- Problem
Take the data that follows and return it exactly.

Stored items
//! gRPC client binary: send one ExtractData request and print both results.
//!
//! The server returns the typed instance as a `google.protobuf.Any`; the
//! client knows the target type (it supplied the schema reference), so it
//! resolves the same type locally and unpacks the payload by expected tag.

use anyhow::{bail, Context, Result};
use clap::Parser;
use proto_extract::service::pb::extract_service_client::ExtractServiceClient;
use proto_extract::service::pb::ExtractRequest;
use proto_extract::{schema, ExtractConfig, SchemaReference};
use std::io;
use std::path::PathBuf;
use tracing_subscriber::EnvFilter;

/// Client for ExtractService.
#[derive(Parser, Debug)]
#[command(
    name = "extract-client",
    version,
    about = "Send one extraction request to a running extract-server"
)]
struct Cli {
    /// Server endpoint.
    #[arg(long, env = "EXTRACT_ADDR", default_value = "http://localhost:50051")]
    addr: String,

    /// Path or URL of the document, as seen by the server.
    #[arg(long)]
    file_path: String,

    /// Schema reference: "path/to/schema.proto:TypeName".
    #[arg(long)]
    proto_schema: String,

    /// Model provider to use for extraction.
    #[arg(long, value_enum, default_value = "openai")]
    model: ModelArg,

    /// Root of the local pre-compiled descriptor tree (for unpacking).
    #[arg(long, env = "EXTRACT_GEN_ROOT", default_value = "gen")]
    gen_root: PathBuf,

    /// Root under which schema source paths are interpreted.
    #[arg(long, env = "EXTRACT_SCHEMA_ROOT", default_value = ".")]
    schema_root: PathBuf,
}

#[derive(clap::ValueEnum, Clone, Copy, Debug)]
enum ModelArg {
    Openai,
    Anthropic,
}

impl ModelArg {
    fn as_str(self) -> &'static str {
        match self {
            ModelArg::Openai => "openai",
            ModelArg::Anthropic => "anthropic",
        }
    }
}

#[tokio::main]
async fn main() -> Result<()> {
    let cli = Cli::parse();

    tracing_subscriber::fmt()
        .with_env_filter(
            EnvFilter::try_from_default_env().unwrap_or_else(|_| EnvFilter::new("warn")),
        )
        .with_writer(io::stderr)
        .init();

    let mut client = ExtractServiceClient::connect(cli.addr.clone())
        .await
        .with_context(|| format!("Failed to connect to {}", cli.addr))?;

    let response = client
        .extract_data(ExtractRequest {
            file_path: cli.file_path.clone(),
            proto_schema: cli.proto_schema.clone(),
            model: cli.model.as_str().to_string(),
        })
        .await
        .context("ExtractData call failed")?
        .into_inner();

    println!("JSON Result:");
    println!("{}", response.json_result);

    let Some(any) = response.proto_instance else {
        bail!("Server response carried no proto instance");
    };

    // Resolve the same type locally to unpack the Any by expected tag.
    let config = ExtractConfig::builder()
        .gen_root(cli.gen_root.clone())
        .schema_root(cli.schema_root.clone())
        .build()
        .context("Invalid configuration")?;
    let reference =
        SchemaReference::parse(&cli.proto_schema).context("Invalid schema reference")?;
    let resolved =
        schema::resolve_type(&reference, &config).context("Failed to resolve schema type")?;

    let message = resolved
        .unpack(&any)
        .context("Failed to unpack proto instance")?;

    println!("Proto instance ({}):", resolved.full_name());
    println!("{:#?}", message);

    Ok(())
}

- Solution for this exercise
//! gRPC client binary: send one ExtractData request and print both results.
//!
//! The server returns the typed instance as a `google.protobuf.Any`; the
//! client knows the target type (it supplied the schema reference), so it
//! resolves the same type locally and unpacks the payload by expected tag.

use anyhow::{bail, Context, Result};
use clap::Parser;
use proto_extract::service::pb::extract_service_client::ExtractServiceClient;
use proto_extract::service::pb::ExtractRequest;
use proto_extract::{schema, ExtractConfig, SchemaReference};
use std::io;
use std::path::PathBuf;
use tracing_subscriber::EnvFilter;

/// Client for ExtractService.
#[derive(Parser, Debug)]
#[command(
    name = "extract-client",
    version,
    about = "Send one extraction request to a running extract-server"
)]
struct Cli {
    /// Server endpoint.
    #[arg(long, env = "EXTRACT_ADDR", default_value = "http://localhost:50051")]
    addr: String,

    /// Path or URL of the document, as seen by the server.
    #[arg(long)]
    file_path: String,

    /// Schema reference: "path/to/schema.proto:TypeName".
    #[arg(long)]
    proto_schema: String,

    /// Model provider to use for extraction.
    #[arg(long, value_enum, default_value = "openai")]
    model: ModelArg,

    /// Root of the local pre-compiled descriptor tree (for unpacking).
    #[arg(long, env = "EXTRACT_GEN_ROOT", default_value = "gen")]
    gen_root: PathBuf,

    /// Root under which schema source paths are interpreted.
    #[arg(long, env = "EXTRACT_SCHEMA_ROOT", default_value = ".")]
    schema_root: PathBuf,
}

#[derive(clap::ValueEnum, Clone, Copy, Debug)]
enum ModelArg {
    Openai,
    Anthropic,
}

impl ModelArg {
    fn as_str(self) -> &'static str {
        match self {
            ModelArg::Openai => "openai",
            ModelArg::Anthropic => "anthropic",
        }
    }
}

#[tokio::main]
async fn main() -> Result<()> {
    let cli = Cli::parse();

    tracing_subscriber::fmt()
        .with_env_filter(
            EnvFilter::try_from_default_env().unwrap_or_else(|_| EnvFilter::new("warn")),
        )
        .with_writer(io::stderr)
        .init();

    let mut client = ExtractServiceClient::connect(cli.addr.clone())
        .await
        .with_context(|| format!("Failed to connect to {}", cli.addr))?;

    let response = client
        .extract_data(ExtractRequest {
            file_path: cli.file_path.clone(),
            proto_schema: cli.proto_schema.clone(),
            model: cli.model.as_str().to_string(),
        })
        .await
        .context("ExtractData call failed")?
        .into_inner();

    println!("JSON Result:");
    println!("{}", response.json_result);

    let Some(any) = response.proto_instance else {
        bail!("Server response carried no proto instance");
    };

    // Resolve the same type locally to unpack the Any by expected tag.
    let config = ExtractConfig::builder()
        .gen_root(cli.gen_root.clone())
        .schema_root(cli.schema_root.clone())
        .build()
        .context("Invalid configuration")?;
    let reference =
        SchemaReference::parse(&cli.proto_schema).context("Invalid schema reference")?;
    let resolved =
        schema::resolve_type(&reference, &config).context("Failed to resolve schema type")?;

    let message = resolved
        .unpack(&any)
        .context("Failed to unpack proto instance")?;

    println!("Proto instance ({}):", resolved.full_name());
    println!("{:#?}", message);

    Ok(())
}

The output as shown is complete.